La vita è strana. Il 3 maggio la postina ha consegnato due lettere in redazione: la prima è l’ennesima missiva anonima con altri presunti abusi, tutti da verificare. L’altra, è un invito a conciliare (depositato il 22 aprile scorso) – propedeutico all’instaurazione di un giudizio per otenere il risarcimento del danno per diffamazione. L’atto è firmato dai legali incaricati da Mattelo Colamussi, presidente del Consiglio di Amministrazione delle Ferrovie Appulo Lucane. Ciò che non è scritto è che il presidente è anche direttore generale dell’azienda pubblica. Sarà stata certamente una svista.

Centomila euro il risarcimento del danno che Matteo Colamussi intende rivendicare, per aver leso i suoi diritti, l’immagine e la reputazione. La nostra indagine giornalistica, al contrario di quanto scritto, non è ossessiva e neppure ha nulla di personale nei confronti di Matteo Colamussi. Non abbiamo alcuna perplessità, come detto già nella prima intervista, sull’integrità del presidente e direttore generale delle FAL. Poniamo a lui le nostre domande per il solo ruolo che riveste.

Non potremmo rivolgerci a nessun altro. Non ci soffermiamo in questa sede sulle 11 pagine dell’atto. Vogliamo solo fare un paio di considerazioni. È la prima volta che ci capita di ricevere puntualizzazioni oltre che sui contenuti di un articolo, anche sulla forma e sugli errori di ortografia. Sapevamo di incorrere in una simile reazione, ma forti dei documenti (non tutti pubblicati), abbiamo deciso di andare avanti, con la speranza che si possa chiarire questa vicenda che – Colamussi ha ragione – ha radici “nel secolo scorso”.

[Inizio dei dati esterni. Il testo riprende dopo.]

//! The remote document store seam.
//!
//! The resolver never speaks to a database directly.  It asks a
//! [`DocumentStore`] for a document by collection and id, and the store
//! translates that into whatever protocol the backend speaks (Firestore REST
//! in production, a seeded map in tests and demos).

use std::collections::HashMap;
use std::sync::atomic::{AtomicUsize, Ordering};
use std::sync::{Mutex, MutexGuard, PoisonError};

use async_trait::async_trait;
use serde::{Deserialize, Serialize};
use thiserror::Error;

// ─────────────────────────────────────────────────────────────────────────────
// Field values
// ─────────────────────────────────────────────────────────────────────────────

/// A single typed field of a stored document.
#[derive(Debug, Clone, PartialEq, Serialize, Deserialize)]
#[serde(tag = "type", content = "value", rename_all = "snake_case")]
pub enum FieldValue {
    String(String),
    Double(f64),
    Integer(i64),
    Boolean(bool),
    Null,
}

impl FieldValue {
    pub fn as_str(&self) -> Option<&str> {
        match self {
            FieldValue::String(s) => Some(s),
            _ => None,
        }
    }

    /// Numeric view of the value.  Integers are widened to `f64`.
    pub fn as_f64(&self) -> Option<f64> {
        match self {
            FieldValue::Double(v) => Some(*v),
            FieldValue::Integer(v) => Some(*v as f64),
            _ => None,
        }
    }
}

impl From<&str> for FieldValue {
    fn from(value: &str) -> Self {
        FieldValue::String(value.to_string())
    }
}

impl From<String> for FieldValue {
    fn from(value: String) -> Self {
        FieldValue::String(value)
    }
}

impl From<f64> for FieldValue {
    fn from(value: f64) -> Self {
        FieldValue::Double(value)
    }
}

impl From<i64> for FieldValue {
    fn from(value: i64) -> Self {
        FieldValue::Integer(value)
    }
}

impl From<bool> for FieldValue {
    fn from(value: bool) -> Self {
        FieldValue::Boolean(value)
    }
}

/// A document: field name → typed value.
pub type Document = HashMap<String, FieldValue>;

// ─────────────────────────────────────────────────────────────────────────────
// Error type
// ─────────────────────────────────────────────────────────────────────────────

/// Errors surfaced by a [`DocumentStore`].
#[derive(Error, Debug, Clone, PartialEq)]
pub enum StoreError {
    /// The store's access rules rejected the read.
    #[error("Permission denied: {0}")]
    PermissionDenied(String),
    /// The request never produced a response (DNS, TLS, connection reset…).
    #[error("Transport error: {0}")]
    Transport(String),
    /// A response arrived but could not be decoded.
    #[error("Malformed response: {0}")]
    Malformed(String),
    /// Any other non-success status.
    #[error("Store returned status {code}: {message}")]
    Status { code: u16, message: String },
}

// ─────────────────────────────────────────────────────────────────────────────
// DocumentStore trait
// ─────────────────────────────────────────────────────────────────────────────

/// Read access to a collection-oriented document database.
///
/// # Contract
///
/// * `get_document` – `Ok(None)` means the document does not exist; every
///   other failure is an `Err`.
/// * `list_documents` – every `(id, document)` pair of the collection.
#[async_trait]
pub trait DocumentStore: Send + Sync {
    async fn get_document(&self, collection: &str, id: &str)
    -> Result<Option<Document>, StoreError>;

    async fn list_documents(&self, collection: &str)
    -> Result<Vec<(String, Document)>, StoreError>;
}

// ─────────────────────────────────────────────────────────────────────────────
// InMemoryStore
// ─────────────────────────────────────────────────────────────────────────────

/// A seedable in-process store.
///
/// Counts every `get_document` call so tests can assert how many remote
/// fetches a resolver issued.
#[derive(Debug, Default)]
pub struct InMemoryStore {
    collections: Mutex<HashMap<String, HashMap<String, Document>>>,
    failures: Mutex<HashMap<String, StoreError>>,
    fetches: AtomicUsize,
}

impl InMemoryStore {
    pub fn new() -> Self {
        Self::default()
    }

    /// Insert (or replace) a document.
    pub fn insert(&self, collection: &str, id: &str, document: Document) {
        self.lock_collections()
            .entry(collection.to_string())
            .or_default()
            .insert(id.to_string(), document);
    }

    /// Builder form of [`insert`][Self::insert] for a building-style
    /// document with `name`, `description`, `latitude` and `longitude`.
    pub fn with_place(
        self,
        collection: &str,
        id: &str,
        name: &str,
        description: &str,
        latitude: f64,
        longitude: f64,
    ) -> Self {
        self.insert(
            collection,
            id,
            Document::from([
                ("name".to_string(), FieldValue::from(name)),
                ("description".to_string(), FieldValue::from(description)),
                ("latitude".to_string(), FieldValue::from(latitude)),
                ("longitude".to_string(), FieldValue::from(longitude)),
            ]),
        );
        self
    }

    pub fn remove(&self, collection: &str, id: &str) {
        if let Some(docs) = self.lock_collections().get_mut(collection) {
            docs.remove(id);
        }
    }

    /// Make every subsequent read of `id` fail with `error`.
    pub fn fail_with(&self, id: &str, error: StoreError) {
        self.lock_failures().insert(id.to_string(), error);
    }

    pub fn clear_failure(&self, id: &str) {
        self.lock_failures().remove(id);
    }

    /// Number of `get_document` calls served so far.
    pub fn fetch_count(&self) -> usize {
        self.fetches.load(Ordering::SeqCst)
    }

    fn lock_collections(&self) -> MutexGuard<'_, HashMap<String, HashMap<String, Document>>> {
        self.collections.lock().unwrap_or_else(PoisonError::into_inner)
    }

    fn lock_failures(&self) -> MutexGuard<'_, HashMap<String, StoreError>> {
        self.failures.lock().unwrap_or_else(PoisonError::into_inner)
    }
}

#[async_trait]
impl DocumentStore for InMemoryStore {
    async fn get_document(
        &self,
        collection: &str,
        id: &str,
    ) -> Result<Option<Document>, StoreError> {
        self.fetches.fetch_add(1, Ordering::SeqCst);
        if let Some(err) = self.lock_failures().get(id) {
            return Err(err.clone());
        }
        Ok(self
            .lock_collections()
            .get(collection)
            .and_then(|docs| docs.get(id))
            .cloned())
    }

    async fn list_documents(
        &self,
        collection: &str,
    ) -> Result<Vec<(String, Document)>, StoreError> {
        Ok(self
            .lock_collections()
            .get(collection)
            .map(|docs| {
                docs.iter()
                    .map(|(id, doc)| (id.clone(), doc.clone()))
                    .collect()
            })
            .unwrap_or_default())
    }
}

Possiamo aver detto qualche inesattezza ma, complessivamente, non intacca il quadro complessivo di ciò che denunciamo. Il presidente Colamussi ci accusa di averlo letteralmente fermato per strada e di averlo aggredito con domande a raffica (per intenderci sullo stile de “Le Iene”). Grazie al cielo ci sono le immagini. È vero, quell’intervista è il riassunto, ma solo perché – come richiesto da Colamussi – alcune cose non le abbiamo pubblicate. Si tratta solo di un paio di minuti di imbarazzi e convenevoli. Cadiamo dalle nuvole visto che molte delle nostre frasi, sottolineate nell’atto, sono fatti e non illazioni, come nel caso della graduatoria per 11 guardabarriere. Il fatto che i punteggi divergano non è una nostra considerazione, ma il frutto di semplici calcoli matematici.

Non c’è mai stata nessuna intenzione di attribuire al presidente e direttore generale responsabilità non sue. Anche per questo speriamo che le autorità competenti possano dissipare ogni dubbio a riguardo. Il 2 maggio, dopo essere stati ad Altamura, i finanzieri hanno fatto un blitz anche a Gravina. Nel mirino ci sono sempre il personale e presunte irregolarità nei rifornimenti caburante. Se quello di essere chiamati in giudizio per il risarcimento di presunti danni da diffamazione è l’unico modo per poter esporre le nostre ragioni, sia fatta la volontà del presidente Colamussi, sicuramente estraneo a molte delle faccende poco chiare e per questo siamo certi disposto a rintracciare i veri responsabili.

Chiudiamo riprendendo il concorso da guardabarriere del 2010. La Job Italia S.p.A. Agenzia per il lavoro, ci tiene a precisare che non hanno nulla a che vedere con la InJob Centro Italia SPA, Agenzia per il lavoro. Abbiamo tolto il loro logo dal pezzo, abbiamo persino oscurato loghi e volti. Ci hanno ulteriormente diffidato per essere entrati nell’ufficio (lo stesso di allora in via Devitofrancesco) e aver chiesto ai dipendenti spiegazioni rispetto a quella graduatoria. Abbiamo ricevuto una mail molto interessante sulle due agenzie, che stiamo verificando. Fin quando continueremo ad avere cose documentate da raccontare, lo faremo. La nostra non è ossessione, è semplice voglia di verità. L’appuntamento – al quale certamente non ci sottrarremo – è il 19 maggio alle 15, presso l’Organismo di Mediazione e Conciliazione Forense, nell’aula 10 al seto piano del Palazzo di Giustizia di Bari.